**Activity:** Scan the records for the word "elapsed". Return each line where it is found.

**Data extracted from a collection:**
....

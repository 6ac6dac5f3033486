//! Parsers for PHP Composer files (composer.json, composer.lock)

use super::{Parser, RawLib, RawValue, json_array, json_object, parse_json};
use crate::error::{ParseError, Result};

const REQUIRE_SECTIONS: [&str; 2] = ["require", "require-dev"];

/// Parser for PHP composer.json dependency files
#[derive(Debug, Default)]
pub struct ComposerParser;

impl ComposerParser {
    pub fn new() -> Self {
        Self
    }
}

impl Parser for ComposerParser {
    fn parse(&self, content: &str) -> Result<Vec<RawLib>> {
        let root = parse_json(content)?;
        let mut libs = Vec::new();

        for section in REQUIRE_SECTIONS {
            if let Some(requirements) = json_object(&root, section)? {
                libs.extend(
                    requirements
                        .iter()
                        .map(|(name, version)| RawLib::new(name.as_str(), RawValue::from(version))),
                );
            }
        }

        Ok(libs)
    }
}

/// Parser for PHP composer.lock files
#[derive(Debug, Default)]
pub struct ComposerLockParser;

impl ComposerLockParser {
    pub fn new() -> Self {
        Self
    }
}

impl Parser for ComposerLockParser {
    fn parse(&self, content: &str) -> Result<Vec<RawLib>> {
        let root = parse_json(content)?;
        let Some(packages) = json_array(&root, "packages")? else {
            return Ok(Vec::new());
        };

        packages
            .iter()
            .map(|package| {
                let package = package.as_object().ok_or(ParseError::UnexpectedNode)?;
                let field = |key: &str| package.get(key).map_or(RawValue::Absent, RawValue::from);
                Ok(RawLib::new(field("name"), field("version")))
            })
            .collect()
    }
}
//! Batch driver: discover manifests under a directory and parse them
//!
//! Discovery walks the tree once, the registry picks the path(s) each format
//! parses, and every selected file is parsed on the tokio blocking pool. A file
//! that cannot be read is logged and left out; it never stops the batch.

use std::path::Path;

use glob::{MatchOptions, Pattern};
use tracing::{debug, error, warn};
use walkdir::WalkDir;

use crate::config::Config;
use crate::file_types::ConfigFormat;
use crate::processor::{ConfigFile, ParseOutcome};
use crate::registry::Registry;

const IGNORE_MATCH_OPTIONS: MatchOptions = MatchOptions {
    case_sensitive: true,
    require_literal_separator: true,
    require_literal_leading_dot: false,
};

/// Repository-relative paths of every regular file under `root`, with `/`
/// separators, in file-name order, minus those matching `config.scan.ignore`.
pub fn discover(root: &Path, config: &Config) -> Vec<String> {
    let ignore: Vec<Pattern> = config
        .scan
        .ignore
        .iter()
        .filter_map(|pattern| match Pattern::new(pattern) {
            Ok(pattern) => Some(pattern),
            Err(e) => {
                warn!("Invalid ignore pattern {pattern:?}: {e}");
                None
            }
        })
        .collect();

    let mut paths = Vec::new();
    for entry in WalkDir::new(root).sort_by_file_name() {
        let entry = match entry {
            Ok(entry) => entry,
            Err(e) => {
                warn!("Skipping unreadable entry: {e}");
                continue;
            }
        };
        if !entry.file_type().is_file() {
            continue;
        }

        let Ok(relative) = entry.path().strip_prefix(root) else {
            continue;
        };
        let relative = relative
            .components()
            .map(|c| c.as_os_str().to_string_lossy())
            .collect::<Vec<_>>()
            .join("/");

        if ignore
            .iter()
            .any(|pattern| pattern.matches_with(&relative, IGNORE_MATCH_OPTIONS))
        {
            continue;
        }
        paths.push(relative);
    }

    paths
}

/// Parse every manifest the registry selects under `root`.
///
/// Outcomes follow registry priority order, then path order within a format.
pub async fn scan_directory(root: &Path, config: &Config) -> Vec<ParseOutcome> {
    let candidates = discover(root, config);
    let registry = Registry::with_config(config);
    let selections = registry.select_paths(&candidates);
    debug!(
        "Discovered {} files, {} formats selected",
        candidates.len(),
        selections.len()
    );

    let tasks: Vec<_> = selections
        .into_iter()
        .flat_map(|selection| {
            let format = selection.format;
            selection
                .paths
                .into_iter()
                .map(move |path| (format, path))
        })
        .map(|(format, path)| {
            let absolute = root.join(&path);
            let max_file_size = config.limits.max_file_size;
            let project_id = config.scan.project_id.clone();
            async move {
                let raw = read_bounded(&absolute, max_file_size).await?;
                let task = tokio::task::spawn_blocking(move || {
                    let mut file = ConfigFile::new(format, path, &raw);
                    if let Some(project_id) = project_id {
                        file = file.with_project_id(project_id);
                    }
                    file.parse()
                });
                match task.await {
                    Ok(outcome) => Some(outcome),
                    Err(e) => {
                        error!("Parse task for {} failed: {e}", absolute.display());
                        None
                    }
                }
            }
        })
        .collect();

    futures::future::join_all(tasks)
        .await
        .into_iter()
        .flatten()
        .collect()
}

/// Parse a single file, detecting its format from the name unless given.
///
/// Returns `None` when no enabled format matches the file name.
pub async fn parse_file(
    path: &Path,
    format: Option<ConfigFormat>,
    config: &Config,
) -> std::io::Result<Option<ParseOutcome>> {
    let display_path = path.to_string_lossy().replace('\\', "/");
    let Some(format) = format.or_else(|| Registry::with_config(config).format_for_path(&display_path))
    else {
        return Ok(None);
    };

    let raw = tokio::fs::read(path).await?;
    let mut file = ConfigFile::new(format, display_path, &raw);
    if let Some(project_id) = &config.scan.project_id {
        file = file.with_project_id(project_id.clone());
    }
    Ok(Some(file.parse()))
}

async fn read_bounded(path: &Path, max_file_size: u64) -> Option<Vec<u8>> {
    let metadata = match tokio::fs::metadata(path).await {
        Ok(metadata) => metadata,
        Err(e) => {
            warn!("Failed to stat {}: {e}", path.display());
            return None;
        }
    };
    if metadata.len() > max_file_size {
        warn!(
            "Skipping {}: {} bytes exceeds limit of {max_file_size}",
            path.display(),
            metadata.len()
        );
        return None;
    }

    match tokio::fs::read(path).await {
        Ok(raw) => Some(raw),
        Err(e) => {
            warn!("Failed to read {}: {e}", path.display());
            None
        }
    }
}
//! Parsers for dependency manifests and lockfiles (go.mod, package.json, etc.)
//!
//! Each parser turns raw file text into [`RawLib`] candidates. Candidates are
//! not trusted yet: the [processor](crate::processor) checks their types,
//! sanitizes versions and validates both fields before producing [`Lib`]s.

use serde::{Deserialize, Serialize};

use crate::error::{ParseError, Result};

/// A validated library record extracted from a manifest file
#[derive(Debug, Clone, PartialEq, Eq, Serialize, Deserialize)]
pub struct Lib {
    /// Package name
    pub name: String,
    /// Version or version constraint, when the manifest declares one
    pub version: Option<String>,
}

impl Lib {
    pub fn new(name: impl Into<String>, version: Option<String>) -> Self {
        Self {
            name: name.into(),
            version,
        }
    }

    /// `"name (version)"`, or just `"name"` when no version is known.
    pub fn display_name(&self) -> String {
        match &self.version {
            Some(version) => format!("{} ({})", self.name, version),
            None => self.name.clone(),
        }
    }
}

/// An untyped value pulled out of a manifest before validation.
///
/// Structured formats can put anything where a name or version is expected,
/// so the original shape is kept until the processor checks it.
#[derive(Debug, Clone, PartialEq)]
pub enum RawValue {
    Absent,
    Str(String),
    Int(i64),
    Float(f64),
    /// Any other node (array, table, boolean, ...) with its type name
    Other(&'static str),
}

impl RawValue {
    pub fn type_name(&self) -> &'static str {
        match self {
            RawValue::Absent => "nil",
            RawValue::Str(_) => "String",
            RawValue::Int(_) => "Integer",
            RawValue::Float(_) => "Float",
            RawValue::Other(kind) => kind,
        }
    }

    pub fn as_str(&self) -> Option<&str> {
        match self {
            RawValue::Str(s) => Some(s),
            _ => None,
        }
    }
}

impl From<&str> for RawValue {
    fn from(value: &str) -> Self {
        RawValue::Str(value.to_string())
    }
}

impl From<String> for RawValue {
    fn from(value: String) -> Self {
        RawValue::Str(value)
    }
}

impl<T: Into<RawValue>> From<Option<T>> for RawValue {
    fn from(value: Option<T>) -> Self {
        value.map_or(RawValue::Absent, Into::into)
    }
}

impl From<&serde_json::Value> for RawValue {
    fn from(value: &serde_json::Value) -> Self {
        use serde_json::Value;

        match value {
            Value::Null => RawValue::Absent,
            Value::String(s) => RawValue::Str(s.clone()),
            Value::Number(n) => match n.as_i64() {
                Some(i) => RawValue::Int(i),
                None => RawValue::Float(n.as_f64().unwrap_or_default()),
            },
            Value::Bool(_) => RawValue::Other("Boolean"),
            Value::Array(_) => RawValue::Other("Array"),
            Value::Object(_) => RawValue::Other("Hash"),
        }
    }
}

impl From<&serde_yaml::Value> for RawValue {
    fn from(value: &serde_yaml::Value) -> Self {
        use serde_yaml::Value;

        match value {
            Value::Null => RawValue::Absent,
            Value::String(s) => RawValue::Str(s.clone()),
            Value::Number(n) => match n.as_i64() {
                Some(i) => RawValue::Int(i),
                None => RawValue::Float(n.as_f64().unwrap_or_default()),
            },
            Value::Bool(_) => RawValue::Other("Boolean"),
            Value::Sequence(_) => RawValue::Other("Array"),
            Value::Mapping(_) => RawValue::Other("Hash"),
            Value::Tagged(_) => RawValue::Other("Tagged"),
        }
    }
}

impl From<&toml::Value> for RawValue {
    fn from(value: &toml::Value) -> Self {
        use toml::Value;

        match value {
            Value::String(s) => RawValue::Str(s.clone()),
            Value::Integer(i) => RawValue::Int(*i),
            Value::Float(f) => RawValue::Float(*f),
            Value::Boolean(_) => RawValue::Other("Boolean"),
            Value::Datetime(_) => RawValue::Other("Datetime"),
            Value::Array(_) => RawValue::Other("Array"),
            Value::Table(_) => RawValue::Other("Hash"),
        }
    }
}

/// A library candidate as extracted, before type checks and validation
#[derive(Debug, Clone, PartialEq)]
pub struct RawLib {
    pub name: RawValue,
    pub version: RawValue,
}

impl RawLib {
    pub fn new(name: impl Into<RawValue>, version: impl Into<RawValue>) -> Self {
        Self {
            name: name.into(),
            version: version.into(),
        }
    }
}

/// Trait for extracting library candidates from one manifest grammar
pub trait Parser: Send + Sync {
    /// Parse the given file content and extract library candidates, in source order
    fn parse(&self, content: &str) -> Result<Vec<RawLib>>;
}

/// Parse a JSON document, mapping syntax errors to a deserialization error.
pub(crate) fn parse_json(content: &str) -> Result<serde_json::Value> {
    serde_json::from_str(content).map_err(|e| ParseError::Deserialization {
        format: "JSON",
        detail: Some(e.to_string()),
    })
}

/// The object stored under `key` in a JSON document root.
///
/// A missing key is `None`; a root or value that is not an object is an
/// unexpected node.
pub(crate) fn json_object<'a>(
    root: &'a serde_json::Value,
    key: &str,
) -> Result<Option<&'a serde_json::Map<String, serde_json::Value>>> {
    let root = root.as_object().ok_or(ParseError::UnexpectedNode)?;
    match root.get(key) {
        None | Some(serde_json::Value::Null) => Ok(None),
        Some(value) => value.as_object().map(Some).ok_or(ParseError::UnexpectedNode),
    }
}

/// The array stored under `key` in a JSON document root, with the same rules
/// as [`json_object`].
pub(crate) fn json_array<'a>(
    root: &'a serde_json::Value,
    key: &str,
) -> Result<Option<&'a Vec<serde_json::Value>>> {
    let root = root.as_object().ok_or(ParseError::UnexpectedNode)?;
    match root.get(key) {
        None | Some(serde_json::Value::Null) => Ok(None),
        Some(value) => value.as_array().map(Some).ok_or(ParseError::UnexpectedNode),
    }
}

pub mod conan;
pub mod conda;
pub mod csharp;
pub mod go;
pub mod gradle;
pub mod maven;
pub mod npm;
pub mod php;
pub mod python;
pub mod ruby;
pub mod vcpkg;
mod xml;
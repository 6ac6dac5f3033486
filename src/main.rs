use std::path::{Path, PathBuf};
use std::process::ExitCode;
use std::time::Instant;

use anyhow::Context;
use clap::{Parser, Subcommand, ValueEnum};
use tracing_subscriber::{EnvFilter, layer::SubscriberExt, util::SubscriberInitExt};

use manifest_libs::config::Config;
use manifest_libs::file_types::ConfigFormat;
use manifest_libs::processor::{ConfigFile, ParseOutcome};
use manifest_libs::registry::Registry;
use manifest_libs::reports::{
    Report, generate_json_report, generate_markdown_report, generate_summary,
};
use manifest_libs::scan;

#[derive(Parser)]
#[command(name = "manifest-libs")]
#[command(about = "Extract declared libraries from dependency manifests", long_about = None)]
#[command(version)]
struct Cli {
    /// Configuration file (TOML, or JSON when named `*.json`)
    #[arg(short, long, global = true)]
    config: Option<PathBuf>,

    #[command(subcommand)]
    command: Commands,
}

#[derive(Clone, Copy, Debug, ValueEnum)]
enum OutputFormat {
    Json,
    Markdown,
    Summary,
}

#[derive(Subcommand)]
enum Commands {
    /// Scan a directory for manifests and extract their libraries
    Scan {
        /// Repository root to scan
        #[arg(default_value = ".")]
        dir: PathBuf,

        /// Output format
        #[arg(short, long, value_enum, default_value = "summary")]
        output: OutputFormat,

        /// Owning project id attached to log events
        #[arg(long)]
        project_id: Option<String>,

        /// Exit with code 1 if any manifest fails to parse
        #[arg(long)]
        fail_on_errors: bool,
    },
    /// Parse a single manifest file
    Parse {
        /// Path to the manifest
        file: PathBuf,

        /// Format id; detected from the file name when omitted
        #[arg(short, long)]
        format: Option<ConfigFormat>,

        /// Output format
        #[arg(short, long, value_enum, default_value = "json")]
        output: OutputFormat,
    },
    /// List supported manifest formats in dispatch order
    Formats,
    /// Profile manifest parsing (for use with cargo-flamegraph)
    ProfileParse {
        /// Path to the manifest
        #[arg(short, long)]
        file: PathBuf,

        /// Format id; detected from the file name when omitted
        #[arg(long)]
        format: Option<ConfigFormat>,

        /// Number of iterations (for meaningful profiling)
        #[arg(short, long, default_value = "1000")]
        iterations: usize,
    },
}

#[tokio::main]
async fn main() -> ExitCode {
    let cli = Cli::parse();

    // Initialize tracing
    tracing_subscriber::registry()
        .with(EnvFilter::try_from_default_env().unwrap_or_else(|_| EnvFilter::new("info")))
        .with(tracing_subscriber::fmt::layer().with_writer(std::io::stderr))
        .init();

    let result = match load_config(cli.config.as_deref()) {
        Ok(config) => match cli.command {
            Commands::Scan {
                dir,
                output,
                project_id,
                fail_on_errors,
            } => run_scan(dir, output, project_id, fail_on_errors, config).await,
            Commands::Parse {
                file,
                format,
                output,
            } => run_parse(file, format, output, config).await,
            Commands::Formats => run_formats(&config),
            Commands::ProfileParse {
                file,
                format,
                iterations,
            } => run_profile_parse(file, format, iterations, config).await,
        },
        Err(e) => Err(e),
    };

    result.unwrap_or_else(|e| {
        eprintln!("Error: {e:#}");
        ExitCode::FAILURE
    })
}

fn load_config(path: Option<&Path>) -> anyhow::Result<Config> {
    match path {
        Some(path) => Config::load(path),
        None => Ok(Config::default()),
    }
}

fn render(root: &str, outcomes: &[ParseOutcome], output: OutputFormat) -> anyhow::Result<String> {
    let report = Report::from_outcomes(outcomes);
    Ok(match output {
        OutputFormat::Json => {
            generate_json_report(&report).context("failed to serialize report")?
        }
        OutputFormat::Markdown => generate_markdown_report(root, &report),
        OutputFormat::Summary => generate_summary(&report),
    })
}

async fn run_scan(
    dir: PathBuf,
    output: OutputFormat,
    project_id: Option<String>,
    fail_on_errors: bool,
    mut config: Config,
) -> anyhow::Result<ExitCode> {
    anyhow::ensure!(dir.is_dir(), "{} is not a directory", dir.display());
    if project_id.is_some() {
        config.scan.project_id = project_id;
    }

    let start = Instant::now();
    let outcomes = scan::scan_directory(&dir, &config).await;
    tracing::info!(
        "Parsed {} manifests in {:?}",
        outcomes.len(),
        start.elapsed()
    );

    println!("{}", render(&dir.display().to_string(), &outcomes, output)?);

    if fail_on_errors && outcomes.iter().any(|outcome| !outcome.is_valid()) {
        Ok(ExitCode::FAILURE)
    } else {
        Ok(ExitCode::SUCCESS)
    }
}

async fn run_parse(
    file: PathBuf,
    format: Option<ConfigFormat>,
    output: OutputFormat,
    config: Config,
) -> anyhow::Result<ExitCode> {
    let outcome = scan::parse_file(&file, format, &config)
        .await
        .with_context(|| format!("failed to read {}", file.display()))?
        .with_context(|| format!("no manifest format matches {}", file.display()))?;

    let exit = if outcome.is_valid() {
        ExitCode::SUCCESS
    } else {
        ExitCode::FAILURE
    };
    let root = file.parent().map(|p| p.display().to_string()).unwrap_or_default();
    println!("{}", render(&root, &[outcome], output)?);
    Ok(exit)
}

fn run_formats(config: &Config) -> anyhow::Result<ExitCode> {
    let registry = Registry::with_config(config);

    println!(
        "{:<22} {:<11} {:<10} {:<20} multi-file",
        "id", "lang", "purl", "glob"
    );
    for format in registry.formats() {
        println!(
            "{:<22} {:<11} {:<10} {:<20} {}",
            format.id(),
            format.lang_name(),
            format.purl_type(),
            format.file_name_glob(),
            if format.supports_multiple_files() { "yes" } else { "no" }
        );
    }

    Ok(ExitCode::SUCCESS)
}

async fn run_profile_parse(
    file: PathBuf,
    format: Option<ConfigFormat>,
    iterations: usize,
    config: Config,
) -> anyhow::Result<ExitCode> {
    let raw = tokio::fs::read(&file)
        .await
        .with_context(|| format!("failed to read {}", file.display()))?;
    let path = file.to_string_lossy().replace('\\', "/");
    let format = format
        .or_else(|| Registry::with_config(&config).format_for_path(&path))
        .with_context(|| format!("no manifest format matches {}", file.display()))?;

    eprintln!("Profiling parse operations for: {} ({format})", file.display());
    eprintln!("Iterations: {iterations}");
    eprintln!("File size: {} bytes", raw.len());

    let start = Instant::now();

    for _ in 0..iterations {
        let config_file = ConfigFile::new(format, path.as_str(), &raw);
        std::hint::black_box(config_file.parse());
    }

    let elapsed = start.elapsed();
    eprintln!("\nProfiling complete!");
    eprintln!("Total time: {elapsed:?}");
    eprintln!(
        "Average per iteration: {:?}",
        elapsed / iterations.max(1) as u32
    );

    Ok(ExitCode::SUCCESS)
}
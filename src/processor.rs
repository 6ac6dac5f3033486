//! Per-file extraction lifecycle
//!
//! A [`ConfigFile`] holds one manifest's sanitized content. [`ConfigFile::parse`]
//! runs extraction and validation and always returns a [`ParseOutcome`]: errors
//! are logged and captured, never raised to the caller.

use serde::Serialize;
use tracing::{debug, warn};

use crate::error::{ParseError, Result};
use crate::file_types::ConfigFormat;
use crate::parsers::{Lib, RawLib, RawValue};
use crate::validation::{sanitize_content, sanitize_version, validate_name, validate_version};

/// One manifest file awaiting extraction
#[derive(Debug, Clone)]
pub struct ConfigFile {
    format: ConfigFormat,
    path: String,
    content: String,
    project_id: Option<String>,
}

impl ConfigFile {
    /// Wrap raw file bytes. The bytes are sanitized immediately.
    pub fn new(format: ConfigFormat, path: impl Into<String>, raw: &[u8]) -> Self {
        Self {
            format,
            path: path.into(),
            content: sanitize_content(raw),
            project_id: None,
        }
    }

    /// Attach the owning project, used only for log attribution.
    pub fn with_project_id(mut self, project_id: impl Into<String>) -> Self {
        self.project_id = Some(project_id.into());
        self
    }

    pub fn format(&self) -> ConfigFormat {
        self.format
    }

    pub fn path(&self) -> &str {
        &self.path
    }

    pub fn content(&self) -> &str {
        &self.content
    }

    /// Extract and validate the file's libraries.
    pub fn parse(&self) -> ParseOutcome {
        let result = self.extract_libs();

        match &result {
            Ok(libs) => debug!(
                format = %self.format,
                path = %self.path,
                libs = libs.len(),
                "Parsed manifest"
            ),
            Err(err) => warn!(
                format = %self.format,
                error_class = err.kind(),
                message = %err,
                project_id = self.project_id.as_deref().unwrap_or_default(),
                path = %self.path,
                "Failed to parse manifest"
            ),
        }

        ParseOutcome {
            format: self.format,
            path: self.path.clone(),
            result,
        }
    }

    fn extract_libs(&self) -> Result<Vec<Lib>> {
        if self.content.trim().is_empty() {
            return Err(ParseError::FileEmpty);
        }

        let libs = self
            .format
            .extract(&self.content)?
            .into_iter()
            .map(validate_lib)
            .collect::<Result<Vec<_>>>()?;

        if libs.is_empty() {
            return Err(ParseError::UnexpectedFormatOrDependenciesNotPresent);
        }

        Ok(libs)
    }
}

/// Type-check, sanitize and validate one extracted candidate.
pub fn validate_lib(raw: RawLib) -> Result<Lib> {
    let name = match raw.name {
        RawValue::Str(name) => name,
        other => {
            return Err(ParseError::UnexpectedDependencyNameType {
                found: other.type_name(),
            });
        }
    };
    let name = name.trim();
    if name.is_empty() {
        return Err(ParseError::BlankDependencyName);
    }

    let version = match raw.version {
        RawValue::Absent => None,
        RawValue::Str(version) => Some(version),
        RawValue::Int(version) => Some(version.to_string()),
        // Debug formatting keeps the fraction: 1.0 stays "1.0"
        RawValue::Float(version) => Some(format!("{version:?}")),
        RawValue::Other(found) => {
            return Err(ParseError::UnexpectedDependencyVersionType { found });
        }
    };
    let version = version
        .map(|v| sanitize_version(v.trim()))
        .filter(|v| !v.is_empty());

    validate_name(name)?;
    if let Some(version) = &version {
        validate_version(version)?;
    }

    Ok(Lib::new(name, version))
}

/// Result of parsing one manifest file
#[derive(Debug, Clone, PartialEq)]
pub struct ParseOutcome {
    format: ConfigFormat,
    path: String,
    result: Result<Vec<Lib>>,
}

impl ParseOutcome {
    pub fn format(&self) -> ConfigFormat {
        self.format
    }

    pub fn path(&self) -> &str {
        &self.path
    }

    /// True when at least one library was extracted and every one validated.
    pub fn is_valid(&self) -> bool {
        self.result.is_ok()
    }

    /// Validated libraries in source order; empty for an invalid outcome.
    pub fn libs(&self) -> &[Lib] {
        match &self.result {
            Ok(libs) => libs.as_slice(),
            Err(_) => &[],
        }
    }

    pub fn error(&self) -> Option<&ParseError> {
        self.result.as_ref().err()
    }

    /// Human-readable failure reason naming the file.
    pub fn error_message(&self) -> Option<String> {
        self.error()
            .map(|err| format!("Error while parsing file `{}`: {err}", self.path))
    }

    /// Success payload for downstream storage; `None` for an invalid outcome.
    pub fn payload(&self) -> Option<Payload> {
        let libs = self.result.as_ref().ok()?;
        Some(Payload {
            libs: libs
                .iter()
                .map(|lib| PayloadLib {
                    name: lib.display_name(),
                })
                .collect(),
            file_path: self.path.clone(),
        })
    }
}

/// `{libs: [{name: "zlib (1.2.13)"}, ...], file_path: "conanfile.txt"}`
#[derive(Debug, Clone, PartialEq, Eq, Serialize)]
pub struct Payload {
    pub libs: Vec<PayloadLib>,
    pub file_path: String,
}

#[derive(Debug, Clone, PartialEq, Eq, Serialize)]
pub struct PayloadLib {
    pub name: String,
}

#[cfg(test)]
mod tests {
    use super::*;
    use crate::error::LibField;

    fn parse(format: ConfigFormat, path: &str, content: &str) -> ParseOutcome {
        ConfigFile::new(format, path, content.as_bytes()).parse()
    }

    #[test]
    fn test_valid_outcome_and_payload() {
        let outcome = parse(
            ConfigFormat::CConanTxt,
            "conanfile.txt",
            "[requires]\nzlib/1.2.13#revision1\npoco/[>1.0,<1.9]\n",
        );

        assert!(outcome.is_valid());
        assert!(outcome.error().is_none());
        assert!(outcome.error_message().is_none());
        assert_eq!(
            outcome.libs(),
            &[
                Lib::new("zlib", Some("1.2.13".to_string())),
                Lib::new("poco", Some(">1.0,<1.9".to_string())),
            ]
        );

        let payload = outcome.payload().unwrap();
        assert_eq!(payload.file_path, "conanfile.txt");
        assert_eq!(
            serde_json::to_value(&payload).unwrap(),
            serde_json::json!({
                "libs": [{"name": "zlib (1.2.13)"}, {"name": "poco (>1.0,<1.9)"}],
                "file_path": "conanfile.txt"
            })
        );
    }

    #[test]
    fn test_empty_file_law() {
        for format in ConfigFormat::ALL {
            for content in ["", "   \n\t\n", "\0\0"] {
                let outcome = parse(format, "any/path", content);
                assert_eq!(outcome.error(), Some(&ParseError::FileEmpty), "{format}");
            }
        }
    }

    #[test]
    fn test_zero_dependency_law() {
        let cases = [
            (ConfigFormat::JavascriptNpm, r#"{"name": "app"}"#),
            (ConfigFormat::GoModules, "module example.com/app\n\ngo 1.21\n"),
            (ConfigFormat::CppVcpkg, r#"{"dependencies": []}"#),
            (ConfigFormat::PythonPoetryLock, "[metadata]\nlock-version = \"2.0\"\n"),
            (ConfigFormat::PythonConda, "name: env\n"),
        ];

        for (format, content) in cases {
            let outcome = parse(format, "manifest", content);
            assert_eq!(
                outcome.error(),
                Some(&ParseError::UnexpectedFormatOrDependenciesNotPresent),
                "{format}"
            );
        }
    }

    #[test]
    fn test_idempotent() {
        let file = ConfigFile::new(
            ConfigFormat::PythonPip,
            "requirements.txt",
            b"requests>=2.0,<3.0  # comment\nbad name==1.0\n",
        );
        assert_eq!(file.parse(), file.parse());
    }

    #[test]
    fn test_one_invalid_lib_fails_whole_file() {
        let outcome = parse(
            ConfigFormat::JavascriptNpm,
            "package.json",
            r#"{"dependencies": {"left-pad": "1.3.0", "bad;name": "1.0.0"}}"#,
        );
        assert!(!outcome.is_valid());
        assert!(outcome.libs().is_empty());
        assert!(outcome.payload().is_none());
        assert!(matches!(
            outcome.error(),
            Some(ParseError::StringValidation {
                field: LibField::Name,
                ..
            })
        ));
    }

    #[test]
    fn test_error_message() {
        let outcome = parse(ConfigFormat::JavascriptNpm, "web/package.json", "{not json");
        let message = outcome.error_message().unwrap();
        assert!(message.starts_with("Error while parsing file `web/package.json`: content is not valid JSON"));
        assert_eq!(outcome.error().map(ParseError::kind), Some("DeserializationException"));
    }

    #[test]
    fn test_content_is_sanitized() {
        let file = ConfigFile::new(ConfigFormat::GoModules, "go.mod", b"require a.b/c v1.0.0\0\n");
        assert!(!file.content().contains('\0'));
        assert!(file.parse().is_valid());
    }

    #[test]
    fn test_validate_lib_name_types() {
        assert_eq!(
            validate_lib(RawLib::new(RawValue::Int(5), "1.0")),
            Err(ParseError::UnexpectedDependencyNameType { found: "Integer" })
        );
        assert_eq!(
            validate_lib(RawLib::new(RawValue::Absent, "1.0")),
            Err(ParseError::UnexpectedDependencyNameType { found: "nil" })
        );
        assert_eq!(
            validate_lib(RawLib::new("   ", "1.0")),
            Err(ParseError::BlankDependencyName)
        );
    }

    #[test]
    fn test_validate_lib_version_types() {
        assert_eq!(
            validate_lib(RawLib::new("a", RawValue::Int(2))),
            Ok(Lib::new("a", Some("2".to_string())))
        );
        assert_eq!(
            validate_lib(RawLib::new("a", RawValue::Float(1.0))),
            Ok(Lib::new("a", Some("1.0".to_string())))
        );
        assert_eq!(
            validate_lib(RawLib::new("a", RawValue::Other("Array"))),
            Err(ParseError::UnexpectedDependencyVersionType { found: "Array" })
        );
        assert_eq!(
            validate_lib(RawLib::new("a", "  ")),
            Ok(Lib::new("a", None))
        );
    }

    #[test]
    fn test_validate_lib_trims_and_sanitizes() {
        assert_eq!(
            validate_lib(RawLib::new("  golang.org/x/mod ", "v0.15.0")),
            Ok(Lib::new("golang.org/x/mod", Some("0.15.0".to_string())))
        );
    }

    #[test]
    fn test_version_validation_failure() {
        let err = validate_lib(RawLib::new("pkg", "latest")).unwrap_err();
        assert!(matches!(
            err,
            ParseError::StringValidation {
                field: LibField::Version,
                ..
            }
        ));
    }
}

....

**Finished task:**
        start.elapsed()
    let elapsed = start.elapsed();
    eprintln!("Total time: {elapsed:?}");
        elapsed / iterations.max(1) as u32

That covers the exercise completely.